Saturday, January 8, 2011
Maryl writes: The Kids Grow Up All Right
I recently saw a touching film, “The Kids Grow Up” not to be confused with “The Kids Are All Right” although there is a comparison to be made between the two. Hard to believe since the first one is a personal documentary by NYC filmmaker Doug Block who lives with his wife and child in an apartment and the latter a Hollywood film starring two academy award winning actresses playing two moms in a suburban household in California. The stories overlap when their daughters go away to college. Although it was a bigger part of the NY story, the void left by their leaving had a similar impact on both families. The NY father is distraught and keeps asking his friends how they dealt with their children leaving home.
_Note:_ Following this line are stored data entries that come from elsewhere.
//! Protocol Error Types

use crate::code::ResultCode;
use thiserror::Error;

/// Errors raised while decoding frames or validating frame settings
#[derive(Debug, Clone, PartialEq, Eq, Error)]
pub enum ProtocolError {
    /// Frame shorter than the last status field
    #[error("Frame too short: {len} bytes, need at least {min}")]
    FrameTooShort { len: usize, min: usize },

    /// Frame length policy cannot be honoured
    #[error("Invalid frame policy: {0}")]
    InvalidPolicy(String),

    /// Integer does not name a result code
    #[error("Unknown result code: {0}")]
    UnknownResultCode(i32),
}

impl ProtocolError {
    /// Result code reported to callers for this error
    pub fn code(&self) -> ResultCode {
        match self {
            ProtocolError::FrameTooShort { .. } => ResultCode::FrameTooShort,
            ProtocolError::InvalidPolicy(_) | ProtocolError::UnknownResultCode(_) => {
                ResultCode::FrameInvalid
            }
        }
    }
}
//! Frame Extraction
//!
//! One extraction pass over the ring buffer: sync to the header, work out
//! the frame length, wait for the whole frame, consume it, decode it and
//! range-check it.

use crate::diagnostics::{DiagnosticDumper, DumpTag};
use crate::sync::{sync_to_header, SyncOutcome};
use data_validator::SanityValidator;
use loadcell_protocol::wire::LENGTH_OFFSET;
use loadcell_protocol::{FramePolicy, LoadCellStatus, RawFrame, ResultCode};
use ring_buffer::ByteRingBuffer;
use std::fmt;
use tracing::{debug, warn};

/// A consumed frame that did not yield a usable status
#[derive(Debug, Clone, PartialEq)]
pub struct FrameFault {
    /// `SanityFail` or `FrameInvalid`
    pub code: ResultCode,
    /// The frame as received
    pub frame: RawFrame,
    /// Decoded fields, when decoding got that far
    pub status: Option<LoadCellStatus>,
    pub message: String,
}

impl fmt::Display for FrameFault {
    fn fmt(&self, f: &mut fmt::Formatter<'_>) -> fmt::Result {
        write!(f, "[{}]: {}", self.code, self.message)
    }
}

impl std::error::Error for FrameFault {}

/// Outcome of one extraction pass
#[derive(Debug, Clone, PartialEq)]
pub enum Recv {
    /// A frame was decoded and passed the sanity check
    Status(LoadCellStatus),
    /// No complete frame is buffered yet
    NoFrame,
    /// A frame was consumed but rejected
    Fault(FrameFault),
}

impl Recv {
    pub fn code(&self) -> ResultCode {
        match self {
            Recv::Status(_) => ResultCode::Ok,
            Recv::NoFrame => ResultCode::NoFrame,
            Recv::Fault(fault) => fault.code,
        }
    }

    /// Decoded status on success
    pub fn status(&self) -> Option<&LoadCellStatus> {
        match self {
            Recv::Status(status) => Some(status),
            _ => None,
        }
    }

    /// Turn a fault into an error for callers treating it as fatal
    pub fn into_result(self) -> Result<Option<LoadCellStatus>, FrameFault> {
        match self {
            Recv::Status(status) => Ok(Some(status)),
            Recv::NoFrame => Ok(None),
            Recv::Fault(fault) => Err(fault),
        }
    }
}

/// Extraction counters
#[derive(Debug, Clone, Copy, Default, PartialEq, Eq)]
pub struct ExtractStats {
    /// Frames decoded and accepted
    pub frames_decoded: u64,
    /// Frames consumed but rejected
    pub faults: u64,
    /// Bytes dropped while searching for a header
    pub bytes_discarded: u64,
}

/// Pulls frames out of a [`ByteRingBuffer`]
#[derive(Debug)]
pub struct FrameExtractor {
    policy: FramePolicy,
    validator: SanityValidator,
    dumper: DiagnosticDumper,
    dump_ok_frames: bool,
    stats: ExtractStats,
}

impl FrameExtractor {
    pub fn new(
        policy: FramePolicy,
        validator: SanityValidator,
        dumper: DiagnosticDumper,
        dump_ok_frames: bool,
    ) -> Self {
        Self {
            policy,
            validator,
            dumper,
            dump_ok_frames,
            stats: ExtractStats::default(),
        }
    }

    /// Extract at most one frame from `ring`.
    ///
    /// Incomplete frames stay buffered for the next pass. A complete frame is
    /// always consumed, even when it is then rejected.
    pub fn extract(&mut self, ring: &mut ByteRingBuffer) -> Recv {
        match sync_to_header(ring) {
            SyncOutcome::NeedMore => return Recv::NoFrame,
            SyncOutcome::Discarded { dropped } => {
                self.stats.bytes_discarded += dropped as u64;
                debug!("No header in buffer, discarded {} bytes", dropped);
                return Recv::NoFrame;
            }
            SyncOutcome::Synced { skipped } if skipped > 0 => {
                self.stats.bytes_discarded += skipped as u64;
                debug!("Skipped {} bytes before header", skipped);
            }
            SyncOutcome::Synced { .. } => {}
        }

        if ring.len() < self.policy.header_len() {
            return Recv::NoFrame;
        }

        let length_byte = ring.get(LENGTH_OFFSET).unwrap_or_default();
        let total = self.policy.frame_len(length_byte);
        if ring.len() < total {
            return Recv::NoFrame;
        }

        let mut bytes = Vec::with_capacity(total);
        ring.copy_front(total, &mut bytes);
        ring.drop_front(total);

        self.decode(RawFrame::new(bytes))
    }

    fn decode(&mut self, frame: RawFrame) -> Recv {
        let status = match frame.decode() {
            Ok(status) => status,
            Err(err) => {
                self.stats.faults += 1;
                self.dumper.dump(frame.as_bytes(), DumpTag::FrameInvalid);
                return Recv::Fault(FrameFault {
                    code: ResultCode::FrameInvalid,
                    frame,
                    status: None,
                    message: err.to_string(),
                });
            }
        };

        let result = self.validator.validate(&status);
        if result.valid {
            if self.dump_ok_frames {
                self.dumper.dump(frame.as_bytes(), DumpTag::Ok);
            }
            self.stats.frames_decoded += 1;
            return Recv::Status(status);
        }

        self.stats.faults += 1;
        self.dumper.dump(frame.as_bytes(), DumpTag::SanityFail);
        let message = result.message();
        warn!("Sanity check failed: {}", message);
        Recv::Fault(FrameFault {
            code: ResultCode::SanityFail,
            frame,
            status: Some(status),
            message,
        })
    }

    pub fn stats(&self) -> ExtractStats {
        self.stats
    }

    pub fn policy(&self) -> FramePolicy {
        self.policy
    }

    pub fn dumper(&self) -> &DiagnosticDumper {
        &self.dumper
    }
}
The two moms are already having a family crisis of which this becomes a subset.
And that brings me to my husband and my current empty-nest status. I’ve heard of parents who have closed the bedroom door to their child’s room, have slept in their child’s bed or who have simply gone into a deep depression. Me? I think I’m all right.…. surprisingly. I miss my baby girl tremendously – mostly I miss her preteen years. I don’t miss her high school senior year supporting her getting into college (That’s another post for another time.) I now have the time to be able to dig into various passions and challenges long sparking my mind but unable to focus on (yet another post). Yeah, it’s a bit self centered but why not? All in all, this mom (and dad) are all right....and growing too!
In a similar situation? Comments? You may also want to:
1) View the two films. “The Kids Grow Up” has already played
the film festivals circuit and in a few cities with some more
screening over the next two months. Netflix and DVD
availability unknown. You can check out the web site for more
information. "The Kids Are All Right" is available on demand
on cable and on DVD.
2) Read a book on the subject. There’s a good selection of titles
3) Create or join a support group with parents from your child’s
former high school or current college. You’re not the only one
feeling this way.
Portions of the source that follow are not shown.